Dean of Students Eric Stang told about Positive Behavior Interventions and Supports, started this year with seventh-graders.
“Most feel very connected with school, but some are on the fringe,” Stang said. “How can we bridge the gaps?”
Personal connections in school are important, Stang said, and students who have them are more persistent, give more effort and are more confident asking teachers for help.
At the beginning of school year, seventh-grade students who might benefit from the program were identified. Those connections have helped, he said.
Stang introduced teachers Ryan Finke, Shannon Kubicek and Gina Doe, who gave details about the intervention system. About 20 students are currently involved. Kubicek said she hopes to continue and expand the program, even though “it is a very time-consuming process.”

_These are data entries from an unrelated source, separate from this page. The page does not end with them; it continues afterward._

use axum::{
    http::StatusCode,
    response::{IntoResponse, Response},
    Json,
};
use serde::Serialize;

#[derive(Debug, thiserror::Error)]
pub enum AppError {
    #[error("Não autorizado. Por favor, faça login.")]
    Unauthorized,

    #[error("Acesso negado. Você não tem permissão para modificar/cancelar este evento.")]
    Forbidden,

    #[error("{0}")]
    NotFound(String),

    #[error("{0}")]
    BadRequest(String),

    #[error("{0}")]
    Conflict(String),

    #[error("Horário conflitante! O período de {start} até {end} já está ocupado pelo evento: \"{summary}\" (ID: {event_id})")]
    SchedulingConflict {
        start: String,
        end: String,
        summary: String,
        event_id: String,
    },

    #[error("Credencial do Google expirada ou revogada. Refaça a autenticação.")]
    AuthExpired,

    #[error("Internal server error")]
    Internal(#[from] anyhow::Error),

    #[error("Database error: {0}")]
    Database(#[from] sqlx::Error),

    #[error("JWT error: {0}")]
    Jwt(#[from] jsonwebtoken::errors::Error),

    #[error("Request error: {0}")]
    Request(#[from] reqwest::Error),

    #[error("Google API error: {0}")]
    GoogleApi(String),

    #[error("Mail error: {0}")]
    Mail(String),
}

pub type AppResult<T> = Result<T, AppError>;

/// Flat error body the front end expects: `{error, details?}`.
#[derive(Serialize)]
struct ErrorResponse {
    error: String,
    #[serde(skip_serializing_if = "Option::is_none")]
    details: Option<String>,
}

impl IntoResponse for AppError {
    fn into_response(self) -> Response {
        let (status, message, details) = match &self {
            AppError::Unauthorized => (StatusCode::UNAUTHORIZED, self.to_string(), None),
            AppError::AuthExpired => (StatusCode::UNAUTHORIZED, self.to_string(), None),
            AppError::Forbidden => (StatusCode::FORBIDDEN, self.to_string(), None),
            AppError::NotFound(msg) => (StatusCode::NOT_FOUND, msg.clone(), None),
            AppError::BadRequest(msg) => (StatusCode::BAD_REQUEST, msg.clone(), None),
            AppError::Conflict(msg) => (StatusCode::CONFLICT, msg.clone(), None),
            AppError::SchedulingConflict { .. } => (StatusCode::CONFLICT, self.to_string(), None),
            AppError::Jwt(e) => {
                tracing::warn!("JWT error: {:?}", e);
                (
                    StatusCode::UNAUTHORIZED,
                    "Sessão de autenticação inválida ou expirada.".to_string(),
                    None,
                )
            }
            AppError::Database(e) => {
                tracing::error!("Database error: {:?}", e);
                (
                    StatusCode::INTERNAL_SERVER_ERROR,
                    "Erro interno do servidor.".to_string(),
                    diagnostic(e.to_string()),
                )
            }
            AppError::Request(e) => {
                tracing::error!("HTTP request error: {:?}", e);
                (
                    StatusCode::INTERNAL_SERVER_ERROR,
                    "Falha na comunicação com serviço externo.".to_string(),
                    diagnostic(e.to_string()),
                )
            }
            AppError::GoogleApi(msg) => {
                tracing::error!("Google API error: {}", msg);
                (
                    StatusCode::INTERNAL_SERVER_ERROR,
                    "Erro ao comunicar com o Google Calendar.".to_string(),
                    diagnostic(msg.clone()),
                )
            }
            AppError::Mail(msg) => {
                tracing::error!("Mail error: {}", msg);
                (
                    StatusCode::INTERNAL_SERVER_ERROR,
                    "Erro ao enviar e-mail.".to_string(),
                    diagnostic(msg.clone()),
                )
            }
            AppError::Internal(e) => {
                tracing::error!("Internal error: {:?}", e);
                (
                    StatusCode::INTERNAL_SERVER_ERROR,
                    "Erro interno do servidor.".to_string(),
                    diagnostic(e.to_string()),
                )
            }
        };

        let body = ErrorResponse {
            error: message,
            details,
        };

        (status, Json(body)).into_response()
    }
}

/// Diagnostic detail is exposed only outside production.
fn diagnostic(detail: String) -> Option<String> {
    if crate::config::is_production() {
        None
    } else {
        Some(detail)
    }
}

“We would like this to become a junior high intervention system for grades seven through nine,” she said.
Coming from elementary to junior high, with the corresponding switch to having several teachers instead of one, many students lack organizational skills.
“We hope to develop a study skills and organization curriculum,” Kubicek said.
Three school-sponsored trips during spring break, March 10 to 14, promoted science, music and culture.
AP biology students traveled with teacher Bruce Leventhal to Costa Rica, where they studied ants with a doctorate student.
Another high school group traveled to Europe, and the music department took band, choir and orchestra students to New York City.
in New Orleans
The 2014 conference of the National School Boards Association was held in New Orleans Saturday to Monday, April 5-7. Members Rob Rapheal, Dan Kieger, Erin Turner, Julie Corcoran and Gail Theisen attended.
The district covers the cost of the trip. The 2013-2014 budget for School Board expenses is $49,000, including $32,000 for compensation, $15,000 for travel and $2,000 for other items, including meals provided for board members and for the facilities task force.
The board also passed resolutions to approve a mid-year budget adjustment that will increase the fund balance by $275,000, request bids for paper supplies and appoint election judges for the May 20 bond referendum.
A resolution to not renew contracts for 39 probationary teachers also passed. The superintendent called this an annual staffing necessity and said some probationary teachers will be offered jobs.
The list of donations approved, which totaled $2,623 this month, included $200 given to the food service to provide meals for students who have negative balances in their hot lunch accounts. The donors were Beverly and Donald Green of Ham Lake.
All votes were unanimous, with board member Rob Raphael absent.
The board went into closed session to discuss allegations against a district employee.